IPA 2026: Interactive Physical AI Workshop at CVPR 2026

Introduction

The 1st International Workshop on Interactive Physical AI (IPA 2026) at CVPR 2026 will bring together researchers from computer vision, robotics, and multimodal AI, providing the first comprehensive forum to address the full scope of interactive physical AI systems while building upon prior workshops that have explored subsets of this space. The workshop topics include (but are not limited to):

Human-AI interaction in physical environments
Embodied conversational AI and multimodal learning
Full-duplex multimodal conversational models
Social intelligence and communication for robots and avatars
Egocentric vision and first-person perception
Real-time audio-visual processing for interactive systems
Safe and cooperative human-robot interaction
Personalization and lifelong learning for physical AI
Privacy-aware learning in interactive settings
Physically authentic perception and generation for avatars and agents

We will be hosting invited speakers and will also be accepting the submission of full unpublished papers. These papers will be peer-reviewed via a double-blind process, and will be published in the official CVPR 2026 workshop proceedings and be presented at the workshop itself.

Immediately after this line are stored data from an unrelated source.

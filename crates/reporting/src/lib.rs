//! Campaign performance tracking and AI-assisted reporting.

pub mod report;
pub mod tracker;

pub use report::ReportGenerator;
pub use tracker::{compute_performance, PerformanceTracker, TrackingOutcome};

What is Interactive Physical AI?

Advances in multimodal learning, embodied intelligence, and conversational AI are transforming how humans interact with intelligent AI systems situated alongside us in our physical world. We define such systems as Interactive Physical AI (IPA). IPA systems simultaneously

Perceive humans and scenes using audio-visual signals
Generate communication signals via verbal and nonverbal behaviors (speech, prosody, backchannels, visual cues such as gaze and gestures)
Act safely and effectively under physical-world constraints in shared spaces

Embodiments of IPA include:

Robots (both humanoids and non-humanoids)
Physically-grounded and environment-aware avatars (e.g., AR telepresence)
On-device audio-visual agents

that interact with humans in the physical world.

Call for Papers

Submission: We invite authors to submit unpublished papers (8-page CVPR format) to our workshop, to be presented at a poster session upon acceptance. All submissions will go through a double-blind review process. All contributions must be submitted (along with supplementary materials, if any) on OpenReview (The link will be provided soon).

Accepted papers will be published in the official CVPR Workshops proceedings and the Computer Vision Foundation (CVF) Open Access archive.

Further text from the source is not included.